The temporalityand unemployment They are two sides of the same coin, that of precariousness. If temporary employment is eradicated at the cost of increasing unemployment – which is already extremely worrying – precariousness grows.
Vice President Yolanda Díaz’s move translates into eliminating temporary employment to raise unemployment. The proposed solution to precariousness consists of shield the lucky ones who have an indefinite contract. And good luck to the rest. Bet on rigid collective agreements – as before the 2012 reform – to force companies to keep permanent workers with permanently rising working conditions that are not readjusted in times of difficulty. It intends to extinguish temporary contracts without offering alternatives to companies they need flexibility, which inevitably leads to more unemployment.
Flexicurity in northern Europe consists of offering more flexible fixed contracts and fewer junk contracts
The alternative to the reform of the past is one that truly looks to the future, and that seeks flexicurity from northern Europe, which consists of offering more flexible fixed contracts and fewer junk contracts; in facilitating internal flexibility (adjustments in the company) to avoid external flexibility (layoffs); in effective active employment policies; in closing the gap between education and the labor market and in creating incentives for innovation and entrepreneurship.
The bad thing is not losing the job; the bad thing is to lose it and not find another that allows the worker to maintain the same quality of life.
Minister Díaz not only closes the gap on flexicurity, but also wants to return to the collective bargaining model prior to the 2012 reform, which granted excessive power to the unions and intensified the rigidity of the labor market. For example, there was the ultraactivity, which means that when a labor agreement reaches its expiration date, it is automatically extended until a new one is signed. Thus, unions have no incentive to negotiate a new contract during a crisis period and tend to drag out the process until the context becomes more favourable.
Wages in Spain rose at a record rate during the 2008 crisis, while jobs were also being destroyed at a record rate
That is why wages in Spain rose at a record rate during the 2008 crisis, while jobs were also being destroyed at a record rate. Other contributing factors were the predominance of the sector agreement over that of the company (which prevented the company and its workers from adjusting to their needs) and the impossibility of pick up, which allow a company in difficulty to separate itself from the conditions of the agreement. All those barriers to internal flexibility were removed by the 2012 reform.
The following two graphs, taken from a 2010 blog post of mine Nothing is freecompare the reaction of the English labor market (salary adjustments and a small drop in employment) and the Spanish labor market (no salary adjustment; in fact, record increases in the crisis, with huge falls in employment) to show the need for the 2012 labor reform .

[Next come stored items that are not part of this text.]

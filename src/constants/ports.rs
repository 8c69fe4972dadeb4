//! I/O port definitions.

/// Base I/O port address for the first serial port (COM1).
pub const SERIAL_PORT: u16 = 0x3F8;

/// Unused POST diagnostic port; writing to it gives the bus a few cycles.
pub const IO_WAIT_PORT: u16 = 0x80;
//! Central interrupt dispatch.
//!
//! Every trampoline ends up in [`Dispatcher::dispatch`] or, on the running
//! kernel, [`dispatch_shared`]. CPU exceptions are classified and reported as
//! fatal. Controller lines run their handler and are always acknowledged. Any
//! other vector runs its handler if one is registered.

use spin::Mutex;

use crate::{
    constants::idt::{EXCEPTION_VECTORS, IDT_ENTRIES},
    hal::{Cpu, PortIo},
    interrupts::{
        exceptions::{report_fatal, ExceptionReport},
        frame::InterruptFrame,
        pic::ChainedPics,
    },
};

/// A registered interrupt handler. Runs with interrupts disabled and must not
/// block or re-enable them.
pub type InterruptHandler = fn(&mut InterruptFrame);

/// One handler slot per vector.
#[derive(Clone)]
pub struct HandlerTable {
    slots: [Option<InterruptHandler>; IDT_ENTRIES],
}

impl Default for HandlerTable {
    fn default() -> Self {
        Self::new()
    }
}

impl HandlerTable {
    pub const fn new() -> Self {
        Self {
            slots: [None; IDT_ENTRIES],
        }
    }

    /// Installs `handler` for `vector`, replacing whatever was there.
    pub fn register(&mut self, vector: u8, handler: InterruptHandler) -> Option<InterruptHandler> {
        self.slots[usize::from(vector)].replace(handler)
    }

    pub fn unregister(&mut self, vector: u8) -> Option<InterruptHandler> {
        self.slots[usize::from(vector)].take()
    }

    pub fn get(&self, vector: u8) -> Option<InterruptHandler> {
        self.slots[usize::from(vector)]
    }

    pub fn registered_count(&self) -> usize {
        self.slots.iter().filter(|slot| slot.is_some()).count()
    }
}

impl core::fmt::Debug for HandlerTable {
    fn fmt(&self, f: &mut core::fmt::Formatter<'_>) -> core::fmt::Result {
        f.debug_list()
            .entries(
                self.slots
                    .iter()
                    .enumerate()
                    .filter(|(_, slot)| slot.is_some())
                    .map(|(vector, _)| vector),
            )
            .finish()
    }
}

/// What the interrupt entry must do once dispatch returns.
#[derive(Debug, Clone, Copy, PartialEq, Eq)]
pub enum Disposition {
    /// Return to the interrupted code.
    Resume,
    /// A CPU exception occurred; stop the processor permanently.
    Halt(ExceptionReport),
}

/// Where one interrupt goes once the handler table has been consulted.
#[derive(Clone, Copy)]
enum Route {
    Halt(ExceptionReport),
    Run {
        handler: Option<InterruptHandler>,
        /// Controller line to acknowledge after the handler returns.
        line: Option<u8>,
    },
}

#[derive(Debug)]
pub struct Dispatcher<P: PortIo> {
    handlers: HandlerTable,
    pics: ChainedPics<P>,
    unhandled: u64,
}

impl<P: PortIo> Dispatcher<P> {
    pub const fn new(pics: ChainedPics<P>) -> Self {
        Self {
            handlers: HandlerTable::new(),
            pics,
            unhandled: 0,
        }
    }

    /// Installs `handler` for `vector` (last writer wins).
    pub fn register(&mut self, vector: u8, handler: InterruptHandler) {
        if vector < EXCEPTION_VECTORS {
            log::warn!(
                "Handler registered on exception vector {}; exceptions are always fatal",
                vector
            );
        }
        if self.handlers.register(vector, handler).is_some() {
            log::debug!("Replaced handler for vector {}", vector);
        }
    }

    pub fn unregister(&mut self, vector: u8) {
        self.handlers.unregister(vector);
    }

    pub fn handlers(&self) -> &HandlerTable {
        &self.handlers
    }

    pub fn pics(&self) -> &ChainedPics<P> {
        &self.pics
    }

    pub fn pics_mut(&mut self) -> &mut ChainedPics<P> {
        &mut self.pics
    }

    /// Interrupts that arrived with no handler to run.
    pub fn unhandled_count(&self) -> u64 {
        self.unhandled
    }

    /// Routes one interrupt occurrence.
    pub fn dispatch(&mut self, frame: &mut InterruptFrame, cpu: &impl Cpu) -> Disposition {
        match self.route(frame, cpu) {
            Route::Halt(report) => Disposition::Halt(report),
            Route::Run { handler, line } => {
                if let Some(handler) = handler {
                    handler(frame);
                }
                self.acknowledge(line);
                Disposition::Resume
            }
        }
    }

    fn route(&mut self, frame: &InterruptFrame, cpu: &impl Cpu) -> Route {
        if let Some(report) = report_fatal(frame, cpu) {
            return Route::Halt(report);
        }

        let vector = frame.vector();
        let handler = self.handlers.get(vector);
        if handler.is_none() {
            self.unhandled += 1;
            log::debug!("Unhandled interrupt: {}", vector);
        }

        Route::Run {
            handler,
            line: self.pics.line_for_vector(vector),
        }
    }

    fn acknowledge(&mut self, line: Option<u8>) {
        if let Some(line) = line {
            self.pics.end_of_interrupt(line);
        }
    }
}

/// Routes one interrupt through a dispatcher shared with the rest of the kernel.
///
/// The lock is released while the handler runs, so a handler may register or
/// unregister handlers itself. If the lock is already held, only the exception
/// path is taken.
pub fn dispatch_shared<P: PortIo>(
    shared: &Mutex<Dispatcher<P>>,
    frame: &mut InterruptFrame,
    cpu: &impl Cpu,
) -> Disposition {
    let route = match shared.try_lock() {
        Some(mut dispatcher) => dispatcher.route(frame, cpu),
        None => {
            return match report_fatal(frame, cpu) {
                Some(report) => Disposition::Halt(report),
                None => {
                    log::warn!("Vector {} arrived while the dispatcher was busy", frame.vector);
                    Disposition::Resume
                }
            };
        }
    };

    match route {
        Route::Halt(report) => Disposition::Halt(report),
        Route::Run { handler, line } => {
            if let Some(handler) = handler {
                handler(frame);
            }
            shared.lock().acknowledge(line);
            Disposition::Resume
        }
    }
}
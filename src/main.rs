#![cfg_attr(target_os = "none", no_std)]
#![cfg_attr(target_os = "none", no_main)]

#[cfg(all(target_arch = "x86", target_os = "none"))]
mod kernel {
    use core::arch::global_asm;

    use protos::{
        constants::boot::{
            BOOT_STACK_SIZE, MULTIBOOT_BOOTLOADER_MAGIC, MULTIBOOT_HEADER_CHECKSUM,
            MULTIBOOT_HEADER_FLAGS, MULTIBOOT_HEADER_MAGIC,
        },
        idle_loop, init, logging,
        prelude::*,
    };
    use raw_cpuid::CpuId;

    global_asm!(
        r#"
.pushsection .multiboot, "a"
.p2align 2
    .long {magic}
    .long {flags}
    .long {checksum}
.popsection

.pushsection .bss
.p2align 4
boot_stack_bottom:
    .skip {stack_size}
boot_stack_top:
.popsection

.pushsection .text
.global _start
_start:
    mov esp, offset boot_stack_top
    xor ebp, ebp
    push ebx
    push eax
    call kmain
2:
    cli
    hlt
    jmp 2b
.popsection
"#,
        magic = const MULTIBOOT_HEADER_MAGIC,
        flags = const MULTIBOOT_HEADER_FLAGS,
        checksum = const MULTIBOOT_HEADER_CHECKSUM,
        stack_size = const BOOT_STACK_SIZE,
    );

    #[no_mangle]
    extern "C" fn kmain(magic: u32, info: u32) -> ! {
        logging::init();
        serial_println!("Booting...");

        if magic != MULTIBOOT_BOOTLOADER_MAGIC {
            log::warn!("Unexpected loader magic {:#x}, continuing", magic);
        }
        debug_print!("Debug build, ");
        debug_println!("multiboot info at {:#x}", info);

        match CpuId::new().get_vendor_info() {
            Some(vendor) => log::info!("CPU vendor: {}", vendor.as_str()),
            None => log::info!("CPU vendor unknown"),
        }

        init::init();

        serial_println!("Kernel entering idle loop");
        idle_loop();
    }

    #[panic_handler]
    fn rust_panic(info: &core::panic::PanicInfo) -> ! {
        serial_println!("Kernel panic: {}", info);
        idle_loop();
    }
}

#[cfg(not(target_os = "none"))]
fn main() {}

Why do the unions defend this return to the failed past? A clue: the labor reform that is being negotiated will affect the working conditions of 20 million workers and to the employment expectations of 3.4 million unemployed. However, the two largest unions in Spain, CCOO and UGT, have less than 2 million members. A reform that presumes its basis in social dialogue leaves 90% of the active population off the table. The most affected are the young. According to UGT data, only 12% of its members are under 35 years old. Who represents the future of Spain at that table?
The Government of Sánchez, the vice presidents and ministers Calviño and Díaz and all of us, of course, agree on the objective: we want Spaniards to aspire to jobs for which they receive a salary that values their contribution to society and that allows them to live a decent life. We also want young people to emancipate themselves, have children, have projects, start businesses, travel… It’s easy to agree on all this. It is more difficult to get the proposal right to make it possible. Of course, that of the Government is doomed to failure; we’ve already been there. The option to move forward is called flexicurity.
Unfortunately, we have no room for error to be able to afford bets aimed at collective frustration. When the future of the Spanish people is at stake, a reform of this importance cannot fail.
*** Luis Garicano is head of the Citizens delegation in the European Parliament, he is vice president and economic spokesman for Renew Europe.